7.1. Compliance with Laws. Each party must comply with all applicable law in connection with this Agreement and the Program. Without limiting the generality of the foregoing sentence, Reseller will (a) resell the Products only in compliance with applicable law, (b) comply with all U.S. export laws, (c) not conduct business with any U.S. governmental entity unless expressly authorized in writing by Company, (d) not conduct business with any person subject to sanctions administered by the Office of Foreign Asset Control of the U.S. Department of the Treasury, and (e) comply in all respects with the U.S. Foreign Corrupt Practices Act (15 U.S.C. 78dd-1 et seq.) and at no time offer, pay, promise to pay, or authorize the payment of money or anything of value to any person, while knowing that all or a portion of such money or thing of value will be offered, given or promised, directly or indirectly, to a non-U.S. official to influence the non-U.S. official in his or her official capacity, induce the non-U.S. official to do or omit to do an act in violation of his or her lawful duty, or to secure any improper advantage in order to assist in obtaining or retaining business for or with, or directing business to, any person.
7.2. Notices. Any notice required or permitted under this Agreement must be made in writing. Notices may be delivered in any manner required or permitted in the Program Materials.

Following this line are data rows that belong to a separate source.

#[cfg(test)]
mod tests {
    use super::*;
    use crate::api::Direction;

    fn message(id: &str, conv: &str, direction: Direction, content: &str) -> Message {
        Message {
            id: id.into(),
            conversation_id: conv.into(),
            direction,
            content: content.into(),
            timestamp: None,
        }
    }

    fn conversation(id: &str, status: ConversationStatus) -> Conversation {
        Conversation {
            id: id.into(),
            status,
            created_at: None,
            closed_at: None,
            messages: vec![
                message(&format!("{id}-1"), id, Direction::Received, "hi"),
                message(&format!("{id}-2"), id, Direction::Sent, "hello"),
            ],
        }
    }

    fn open(id: &str) -> Conversation {
        conversation(id, ConversationStatus::Open)
    }

    fn viewing(conv: Conversation) -> ViewState {
        ViewState { conversations: vec![conv.clone()], selected: Some(conv), ..ViewState::new() }
    }

    fn loaded(id: &str, result: Outcome<Conversation>) -> Action {
        Action::ConversationLoaded { id: id.into(), result }
    }

    fn confirmed(event: WebhookEvent) -> Action {
        Action::EventSubmitted { event, result: Ok(()) }
    }

    fn rejected(event: WebhookEvent, err: &str) -> Action {
        Action::EventSubmitted { event, result: Err(err.into()) }
    }

    fn submitted(request: Option<Request>) -> WebhookEvent {
        match request {
            Some(Request::Submit(event)) => event,
            other => panic!("expected submit, got {other:?}"),
        }
    }

    #[test]
    fn select_enters_loading_and_discards_draft() {
        let mut state = viewing(conversation("a", ConversationStatus::Open));
        state.draft = "unsent".into();
        let (next, req) = update(&state, Action::Select("b".into()));
        assert_eq!(req, Some(Request::LoadConversation("b".into())));
        assert!(next.loading);
        assert!(next.selected.is_none());
        assert!(next.draft.is_empty());
        assert_eq!(next.pending.as_deref(), Some("b"));
    }

    #[test]
    fn stale_response_is_discarded() {
        let state = ViewState::new();
        let (state, _) = update(&state, Action::Select("a".into()));
        let (state, _) = update(&state, Action::Select("b".into()));
        let (state, _) = update(&state, loaded("b", Ok(open("b"))));
        let (state, _) = update(&state, loaded("a", Ok(open("a"))));
        assert!(state.is_selected("b"));
        assert!(!state.loading);
    }

    #[test]
    fn failed_load_returns_to_unselected() {
        let (state, _) = update(&ViewState::new(), Action::Select("a".into()));
        let (state, _) = update(&state, loaded("a", Err("HTTP 404".into())));
        assert!(state.selected.is_none());
        assert!(!state.loading);
        assert!(state.pending.is_none());
        assert!(state.notice.as_deref().is_some_and(|n| n.contains("404")));
    }

    #[test]
    fn stale_failure_does_not_clear_loading() {
        let (state, _) = update(&ViewState::new(), Action::Select("a".into()));
        let (state, _) = update(&state, Action::Select("b".into()));
        let (state, _) = update(&state, loaded("a", Err("boom".into())));
        assert!(state.loading);
        assert!(state.notice.is_none());
    }

    #[test]
    fn send_is_skipped_without_selection() {
        let state = ViewState { draft: "hello".into(), ..ViewState::new() };
        let (next, req) = update(&state, Action::Send);
        assert!(req.is_none());
        assert_eq!(next, state);
    }

    #[test]
    fn send_is_skipped_for_blank_draft() {
        let mut state = viewing(conversation("a", ConversationStatus::Open));
        for draft in ["", "   ", "\n\t"] {
            state.draft = draft.into();
            assert!(!state.can_send());
            let (next, req) = update(&state, Action::Send);
            assert!(req.is_none());
            assert_eq!(next, state);
        }
    }

    #[test]
    fn send_is_skipped_when_closed() {
        let mut state = viewing(conversation("a", ConversationStatus::Closed));
        state.draft = "hello".into();
        assert!(!state.can_send());
        assert!(!state.input_visible());
        let (next, req) = update(&state, Action::Send);
        assert!(req.is_none());
        assert_eq!(next, state);
    }

    #[test]
    fn send_waits_for_confirmation() {
        let mut state = viewing(conversation("a", ConversationStatus::Open));
        state.draft = "  new question ".into();
        let (pending, req) = update(&state, Action::Send);
        assert_eq!(pending.selected, state.selected);
        assert_eq!(pending.draft, state.draft);
        assert_eq!(pending.submitting.as_deref(), Some("a"));
        assert!(!pending.can_send());
        let event = submitted(req);
        let EventKind::NewMessage(msg) = &event.kind else { panic!("expected message") };
        assert_eq!(msg.content, "  new question ");
        assert_eq!(msg.direction, Direction::Sent);
        assert_eq!(msg.conversation_id, "a");

        let (next, _) = update(&pending, confirmed(event.clone()));
        assert!(next.submitting.is_none());
        let before = &state.selected.as_ref().unwrap().messages;
        let after = &next.selected.as_ref().unwrap().messages;
        assert_eq!(after.len(), before.len() + 1);
        assert_eq!(&after[..before.len()], &before[..]);
        assert_eq!(after.last(), Some(msg));
        assert!(next.draft.is_empty());
    }

    #[test]
    fn failed_send_leaves_state_unchanged() {
        let mut state = viewing(conversation("a", ConversationStatus::Open));
        state.draft = "hello".into();
        let (pending, req) = update(&state, Action::Send);
        let event = submitted(req);
        let (next, _) = update(&pending, rejected(event, "HTTP 400"));
        assert_eq!(next.selected, state.selected);
        assert!(next.submitting.is_none());
        assert!(next.can_send());
        assert_eq!(next.draft, "hello");
        assert!(next.notice.as_deref().is_some_and(|n| n.starts_with("Failed to send message")));
    }

    #[test]
    fn confirmation_after_switching_is_dropped() {
        let mut state = viewing(conversation("a", ConversationStatus::Open));
        state.draft = "hello".into();
        let (_, req) = update(&state, Action::Send);
        let event = submitted(req);
        let other = viewing(conversation("b", ConversationStatus::Open));
        let (next, _) = update(&other, confirmed(event));
        assert_eq!(next, other);
    }

    #[test]
    fn draft_edited_while_sending_is_kept() {
        let mut state = viewing(conversation("a", ConversationStatus::Open));
        state.draft = "first".into();
        let (mut pending, req) = update(&state, Action::Send);
        pending.draft = "second".into();
        let (next, _) = update(&pending, confirmed(submitted(req)));
        assert_eq!(next.draft, "second");
        assert_eq!(next.selected.unwrap().messages.last().unwrap().content, "first");
    }

    #[test]
    fn close_applies_after_confirmation_and_only_once() {
        let state = viewing(conversation("a", ConversationStatus::Open));
        assert!(state.close_visible());
        let (pending, req) = update(&state, Action::Close);
        assert!(pending.selected.as_ref().unwrap().is_open());
        let event = submitted(req);
        assert_eq!(event.conversation_id(), "a");

        let (closed, _) = update(&pending, confirmed(event));
        assert_eq!(closed.selected.as_ref().unwrap().status, ConversationStatus::Closed);
        assert_eq!(closed.conversations[0].status, ConversationStatus::Closed);
        assert!(!closed.input_visible());
        assert!(!closed.close_visible());

        let (again, req) = update(&closed, Action::Close);
        assert!(req.is_none());
        assert_eq!(again, closed);
    }

    #[test]
    fn second_close_while_first_is_in_flight_is_skipped() {
        let state = viewing(conversation("a", ConversationStatus::Open));
        let (first, req) = update(&state, Action::Close);
        let event = submitted(req);
        assert!(!first.can_close());

        let (second, req) = update(&first, Action::Close);
        assert!(req.is_none());
        assert_eq!(second, first);

        let (closed, _) = update(&second, confirmed(event));
        assert_eq!(closed.selected.unwrap().status, ConversationStatus::Closed);
    }

    #[test]
    fn repeated_send_of_one_draft_adds_one_message() {
        let mut state = viewing(conversation("a", ConversationStatus::Open));
        state.draft = "hello".into();
        let (first, req) = update(&state, Action::Send);
        let event = submitted(req);

        let (second, req) = update(&first, Action::Send);
        assert!(req.is_none());
        let (sent, _) = update(&second, confirmed(event));
        let before = state.selected.as_ref().unwrap().messages.len();
        assert_eq!(sent.selected.as_ref().unwrap().messages.len(), before + 1);
        assert!(sent.draft.is_empty());
    }

    #[test]
    fn close_waits_for_pending_send() {
        let mut state = viewing(conversation("a", ConversationStatus::Open));
        state.draft = "last words".into();
        let (sending, req) = update(&state, Action::Send);
        let (same, close) = update(&sending, Action::Close);
        assert!(close.is_none());
        let (sent, _) = update(&same, confirmed(submitted(req)));
        let (_, close) = update(&sent, Action::Close);
        assert!(matches!(close, Some(Request::Submit(_))));
    }

    #[test]
    fn leaving_a_conversation_releases_the_submit_lock() {
        let mut state = viewing(conversation("a", ConversationStatus::Open));
        state.draft = "hello".into();
        let (sending, req) = update(&state, Action::Send);
        let stale = submitted(req);

        let (state, _) = update(&sending, Action::Select("b".into()));
        assert!(state.submitting.is_none());
        let (mut state, _) = update(&state, loaded("b", Ok(open("b"))));
        state.draft = "for b".into();
        let (state, req) = update(&state, Action::Send);
        assert!(req.is_some());

        // a's late confirmation must not unlock b's in-flight submit
        let (state, _) = update(&state, confirmed(stale));
        assert_eq!(state.submitting.as_deref(), Some("b"));
    }

    #[test]
    fn reselecting_current_conversation_keeps_draft() {
        let mut state = viewing(conversation("a", ConversationStatus::Open));
        state.draft = "half typed".into();
        let (next, req) = update(&state, Action::Select("a".into()));
        assert_eq!(req, Some(Request::LoadConversation("a".into())));
        assert_eq!(next.draft, "half typed");
        assert!(next.loading);
    }

    #[test]
    fn failed_close_keeps_conversation_open() {
        let state = viewing(conversation("a", ConversationStatus::Open));
        let (pending, req) = update(&state, Action::Close);
        let (next, _) = update(&pending, rejected(submitted(req), "down"));
        assert!(next.selected.unwrap().is_open());
        assert!(next.notice.is_some());
    }

    #[test]
    fn refresh_replaces_list() {
        let state = viewing(conversation("a", ConversationStatus::Open));
        let (same, req) = update(&state, Action::Refresh);
        assert_eq!(req, Some(Request::LoadConversations));
        assert_eq!(same, state);
        let list = vec![
            conversation("x", ConversationStatus::Closed),
            conversation("y", ConversationStatus::Open),
        ];
        let (next, _) = update(&state, Action::ConversationsLoaded(Ok(list.clone())));
        assert_eq!(next.conversations, list);
        assert!(next.is_selected("a"));
    }

    #[test]
    fn notice_can_be_dismissed() {
        let (state, _) =
            update(&ViewState::new(), Action::ConversationsLoaded(Err("refused".into())));
        assert!(state.notice.is_some());
        assert!(state.conversations.is_empty());
        let (state, _) = update(&state, Action::DismissNotice);
        assert!(state.notice.is_none());
    }
}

7.3. Other Terms. This Agreement and the Program Materials comprise the entire agreement between the parties regarding this subject. This Agreement supersedes all previous oral or written communications between the parties regarding the subject, and may not be modified or waived except in writing and as provided herein. If any provision of this Agreement is held by a court of proper jurisdiction to be invalid, all other provisions shall remain valid, and the invalid provisions shall be deemed automatically replaced with a provision that accomplishes, as nearly as possible, the ends required by the invalid provision. This Agreement will be governed by and construed in accordance with the laws of the State of Georgia, excluding its principles of conflicts of law and provided that the United Nations 1980 Convention on Contracts for the International Sale of Goods and any amendments thereto will not apply.